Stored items
+===+

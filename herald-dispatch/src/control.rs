//! Mid-flight campaign control: pause, resume, cancel, retry.
//!
//! Every operation here is idempotent: repeating one on a campaign
//! already in the target state is a no-op success, never an error, so
//! callers can retry blindly on timeout.

use std::sync::Arc;

use herald_common::{CampaignId, CampaignStatus, RecipientStatus};
use herald_queue::JobQueue;
use herald_store::Store;
use tracing::{info, warn};

use crate::{
    dispatcher::{Dispatcher, MessageContent},
    error::DispatchError,
};

/// Outcome of a cancel operation.
#[derive(Debug, Clone, Copy, Default, PartialEq, Eq)]
pub struct CancelReceipt {
    /// Not-yet-started jobs removed from the queue.
    pub cancelled_jobs: usize,
}

/// Outcome of a retry operation.
#[derive(Debug, Clone, Copy, Default, PartialEq, Eq)]
pub struct RetryReceipt {
    /// Failed recipients reset and re-queued.
    pub retried_count: usize,
}

/// Control operations that mutate both queue contents and campaign state.
#[derive(Debug, Clone)]
pub struct ControlPlane {
    store: Arc<dyn Store>,
    queue: JobQueue,
    dispatcher: Dispatcher,
}

impl ControlPlane {
    /// Create a control surface over the injected handles.
    #[must_use]
    pub fn new(store: Arc<dyn Store>, queue: JobQueue, dispatcher: Dispatcher) -> Self {
        Self {
            store,
            queue,
            dispatcher,
        }
    }

    /// Pause a Sending campaign: no new job of it starts, in-flight jobs
    /// complete. Pausing an already-Paused campaign is a no-op success.
    ///
    /// # Errors
    /// [`DispatchError::StateConflict`] from any other state.
    pub async fn pause_campaign(&self, campaign_id: CampaignId) -> Result<bool, DispatchError> {
        let campaign = self.store.campaign(campaign_id).await?;

        match campaign.status {
            CampaignStatus::Paused => Ok(true),
            CampaignStatus::Sending => {
                // Hold the queue back first so no job slips through while
                // the status flips.
                self.queue.pause_campaign(campaign_id);
                self.store
                    .transition_campaign(
                        campaign_id,
                        &[CampaignStatus::Sending],
                        CampaignStatus::Paused,
                    )
                    .await?;
                info!(campaign_id = %campaign_id, "Campaign paused");
                Ok(true)
            }
            status => Err(DispatchError::state_conflict("pause_campaign", status)),
        }
    }

    /// Resume a Paused campaign. Existing Queued jobs simply proceed; no
    /// duplicates are created. Resuming a Sending campaign is a no-op
    /// success.
    ///
    /// # Errors
    /// [`DispatchError::StateConflict`] from any other state.
    pub async fn resume_campaign(&self, campaign_id: CampaignId) -> Result<bool, DispatchError> {
        let campaign = self.store.campaign(campaign_id).await?;

        match campaign.status {
            CampaignStatus::Sending => Ok(true),
            CampaignStatus::Paused => {
                self.store
                    .transition_campaign(
                        campaign_id,
                        &[CampaignStatus::Paused],
                        CampaignStatus::Sending,
                    )
                    .await?;
                self.queue.resume_campaign(campaign_id);
                info!(campaign_id = %campaign_id, "Campaign resumed");
                Ok(true)
            }
            status => Err(DispatchError::state_conflict("resume_campaign", status)),
        }
    }

    /// Cancel a campaign: remove its waiting and delayed jobs, revert
    /// their recipients to Pending, and mark the campaign Cancelled.
    ///
    /// Jobs already executing are not interrupted; their recipients may
    /// still become Sent or Failed after this returns, an accepted race,
    /// since a half-sent email cannot be undone. Cancelling an
    /// already-Cancelled campaign is a no-op reporting zero jobs.
    ///
    /// # Errors
    /// [`DispatchError::StateConflict`] unless the campaign is Sending,
    /// Paused, or Scheduled.
    pub async fn cancel_campaign(
        &self,
        campaign_id: CampaignId,
    ) -> Result<CancelReceipt, DispatchError> {
        let campaign = self.store.campaign(campaign_id).await?;

        match campaign.status {
            CampaignStatus::Cancelled => Ok(CancelReceipt::default()),
            CampaignStatus::Sending | CampaignStatus::Paused | CampaignStatus::Scheduled => {
                let removed = self.queue.remove_campaign_jobs(campaign_id).await;

                for job in &removed {
                    // The job never ran, so the recipient goes back to
                    // Pending for truthful accounting.
                    if let Err(e) = self
                        .store
                        .transition_recipient(
                            job.recipient_id,
                            &[RecipientStatus::Queued],
                            RecipientStatus::Pending,
                            None,
                        )
                        .await
                    {
                        warn!(
                            recipient_id = %job.recipient_id,
                            error = %e,
                            "Failed to revert recipient on cancel"
                        );
                    }
                }

                self.store
                    .transition_campaign(
                        campaign_id,
                        &[
                            CampaignStatus::Sending,
                            CampaignStatus::Paused,
                            CampaignStatus::Scheduled,
                        ],
                        CampaignStatus::Cancelled,
                    )
                    .await?;

                // Drop a stale pause flag so the queue holds no state for
                // a dead campaign.
                self.queue.resume_campaign(campaign_id);

                info!(
                    campaign_id = %campaign_id,
                    cancelled_jobs = removed.len(),
                    "Campaign cancelled"
                );
                Ok(CancelReceipt {
                    cancelled_jobs: removed.len(),
                })
            }
            status => Err(DispatchError::state_conflict("cancel_campaign", status)),
        }
    }

    /// Reset currently-Failed recipients to Pending and re-run the
    /// batching logic for just that subset.
    ///
    /// With nothing Failed this returns `retried_count: 0`, not an error,
    /// so calling it twice in a row is safe.
    ///
    /// # Errors
    /// [`DispatchError::StateConflict`] unless the campaign is Completed
    /// or Sending.
    pub async fn retry_failed_recipients(
        &self,
        campaign_id: CampaignId,
    ) -> Result<RetryReceipt, DispatchError> {
        let campaign = self.store.campaign(campaign_id).await?;

        if !matches!(
            campaign.status,
            CampaignStatus::Completed | CampaignStatus::Sending
        ) {
            return Err(DispatchError::state_conflict(
                "retry_failed_recipients",
                campaign.status,
            ));
        }

        let failed = self
            .store
            .recipients_in_status(campaign_id, RecipientStatus::Failed)
            .await?;
        if failed.is_empty() {
            return Ok(RetryReceipt::default());
        }

        let mut recipient_ids = Vec::with_capacity(failed.len());
        for recipient in &failed {
            self.store
                .transition_recipient(
                    recipient.id,
                    &[RecipientStatus::Failed],
                    RecipientStatus::Pending,
                    None,
                )
                .await?;
            recipient_ids.push(recipient.id);
        }

        let receipt = self
            .dispatcher
            .dispatch_batches(
                campaign_id,
                &recipient_ids,
                MessageContent {
                    subject: &campaign.subject,
                    body: &campaign.body,
                },
                &campaign.send_options,
            )
            .await?;

        info!(
            campaign_id = %campaign_id,
            retried = receipt.queued_count,
            "Failed recipients re-queued"
        );
        Ok(RetryReceipt {
            retried_count: receipt.queued_count,
        })
    }
}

+===+

**Requirement:**
From the first line to the last, repeat the records exactly.

**Answer to this problem:**
filename herald-dispatch/src/control.rs
//! Mid-flight campaign control: pause, resume, cancel, retry.
//!
//! Every operation here is idempotent: repeating one on a campaign
//! already in the target state is a no-op success, never an error, so
//! callers can retry blindly on timeout.

use std::sync::Arc;

use herald_common::{CampaignId, CampaignStatus, RecipientStatus};
use herald_queue::JobQueue;
use herald_store::Store;
use tracing::{info, warn};

use crate::{
    dispatcher::{Dispatcher, MessageContent},
    error::DispatchError,
};

/// Outcome of a cancel operation.
#[derive(Debug, Clone, Copy, Default, PartialEq, Eq)]
pub struct CancelReceipt {
    /// Not-yet-started jobs removed from the queue.
    pub cancelled_jobs: usize,
}

/// Outcome of a retry operation.
#[derive(Debug, Clone, Copy, Default, PartialEq, Eq)]
pub struct RetryReceipt {
    /// Failed recipients reset and re-queued.
    pub retried_count: usize,
}

/// Control operations that mutate both queue contents and campaign state.
#[derive(Debug, Clone)]
pub struct ControlPlane {
    store: Arc<dyn Store>,
    queue: JobQueue,
    dispatcher: Dispatcher,
}

impl ControlPlane {
    /// Create a control surface over the injected handles.
    #[must_use]
    pub fn new(store: Arc<dyn Store>, queue: JobQueue, dispatcher: Dispatcher) -> Self {
        Self {
            store,
            queue,
            dispatcher,
        }
    }

    /// Pause a Sending campaign: no new job of it starts, in-flight jobs
    /// complete. Pausing an already-Paused campaign is a no-op success.
    ///
    /// # Errors
    /// [`DispatchError::StateConflict`] from any other state.
    pub async fn pause_campaign(&self, campaign_id: CampaignId) -> Result<bool, DispatchError> {
        let campaign = self.store.campaign(campaign_id).await?;

        match campaign.status {
            CampaignStatus::Paused => Ok(true),
            CampaignStatus::Sending => {
                // Hold the queue back first so no job slips through while
                // the status flips.
                self.queue.pause_campaign(campaign_id);
                self.store
                    .transition_campaign(
                        campaign_id,
                        &[CampaignStatus::Sending],
                        CampaignStatus::Paused,
                    )
                    .await?;
                info!(campaign_id = %campaign_id, "Campaign paused");
                Ok(true)
            }
            status => Err(DispatchError::state_conflict("pause_campaign", status)),
        }
    }

    /// Resume a Paused campaign. Existing Queued jobs simply proceed; no
    /// duplicates are created. Resuming a Sending campaign is a no-op
    /// success.
    ///
    /// # Errors
    /// [`DispatchError::StateConflict`] from any other state.
    pub async fn resume_campaign(&self, campaign_id: CampaignId) -> Result<bool, DispatchError> {
        let campaign = self.store.campaign(campaign_id).await?;

        match campaign.status {
            CampaignStatus::Sending => Ok(true),
            CampaignStatus::Paused => {
                self.store
                    .transition_campaign(
                        campaign_id,
                        &[CampaignStatus::Paused],
                        CampaignStatus::Sending,
                    )
                    .await?;
                self.queue.resume_campaign(campaign_id);
                info!(campaign_id = %campaign_id, "Campaign resumed");
                Ok(true)
            }
            status => Err(DispatchError::state_conflict("resume_campaign", status)),
        }
    }

    /// Cancel a campaign: remove its waiting and delayed jobs, revert
    /// their recipients to Pending, and mark the campaign Cancelled.
    ///
    /// Jobs already executing are not interrupted; their recipients may
    /// still become Sent or Failed after this returns, an accepted race,
    /// since a half-sent email cannot be undone. Cancelling an
    /// already-Cancelled campaign is a no-op reporting zero jobs.
    ///
    /// # Errors
    /// [`DispatchError::StateConflict`] unless the campaign is Sending,
    /// Paused, or Scheduled.
    pub async fn cancel_campaign(
        &self,
        campaign_id: CampaignId,
    ) -> Result<CancelReceipt, DispatchError> {
        let campaign = self.store.campaign(campaign_id).await?;

        match campaign.status {
            CampaignStatus::Cancelled => Ok(CancelReceipt::default()),
            CampaignStatus::Sending | CampaignStatus::Paused | CampaignStatus::Scheduled => {
                let removed = self.queue.remove_campaign_jobs(campaign_id).await;

                for job in &removed {
                    // The job never ran, so the recipient goes back to
                    // Pending for truthful accounting.
                    if let Err(e) = self
                        .store
                        .transition_recipient(
                            job.recipient_id,
                            &[RecipientStatus::Queued],
                            RecipientStatus::Pending,
                            None,
                        )
                        .await
                    {
                        warn!(
                            recipient_id = %job.recipient_id,
                            error = %e,
                            "Failed to revert recipient on cancel"
                        );
                    }
                }

                self.store
                    .transition_campaign(
                        campaign_id,
                        &[
                            CampaignStatus::Sending,
                            CampaignStatus::Paused,
                            CampaignStatus::Scheduled,
                        ],
                        CampaignStatus::Cancelled,
                    )
                    .await?;

                // Drop a stale pause flag so the queue holds no state for
                // a dead campaign.
                self.queue.resume_campaign(campaign_id);

                info!(
                    campaign_id = %campaign_id,
                    cancelled_jobs = removed.len(),
                    "Campaign cancelled"
                );
                Ok(CancelReceipt {
                    cancelled_jobs: removed.len(),
                })
            }
            status => Err(DispatchError::state_conflict("cancel_campaign", status)),
        }
    }

    /// Reset currently-Failed recipients to Pending and re-run the
    /// batching logic for just that subset.
    ///
    /// With nothing Failed this returns `retried_count: 0`, not an error,
    /// so calling it twice in a row is safe.
    ///
    /// # Errors
    /// [`DispatchError::StateConflict`] unless the campaign is Completed
    /// or Sending.
    pub async fn retry_failed_recipients(
        &self,
        campaign_id: CampaignId,
    ) -> Result<RetryReceipt, DispatchError> {
        let campaign = self.store.campaign(campaign_id).await?;

        if !matches!(
            campaign.status,
            CampaignStatus::Completed | CampaignStatus::Sending
        ) {
            return Err(DispatchError::state_conflict(
                "retry_failed_recipients",
                campaign.status,
            ));
        }

        let failed = self
            .store
            .recipients_in_status(campaign_id, RecipientStatus::Failed)
            .await?;
        if failed.is_empty() {
            return Ok(RetryReceipt::default());
        }

        let mut recipient_ids = Vec::with_capacity(failed.len());
        for recipient in &failed {
            self.store
                .transition_recipient(
                    recipient.id,
                    &[RecipientStatus::Failed],
                    RecipientStatus::Pending,
                    None,
                )
                .await?;
            recipient_ids.push(recipient.id);
        }

        let receipt = self
            .dispatcher
            .dispatch_batches(
                campaign_id,
                &recipient_ids,
                MessageContent {
                    subject: &campaign.subject,
                    body: &campaign.body,
                },
                &campaign.send_options,
            )
            .await?;

        info!(
            campaign_id = %campaign_id,
            retried = receipt.queued_count,
            "Failed recipients re-queued"
        );
        Ok(RetryReceipt {
            retried_count: receipt.queued_count,
        })
    }
}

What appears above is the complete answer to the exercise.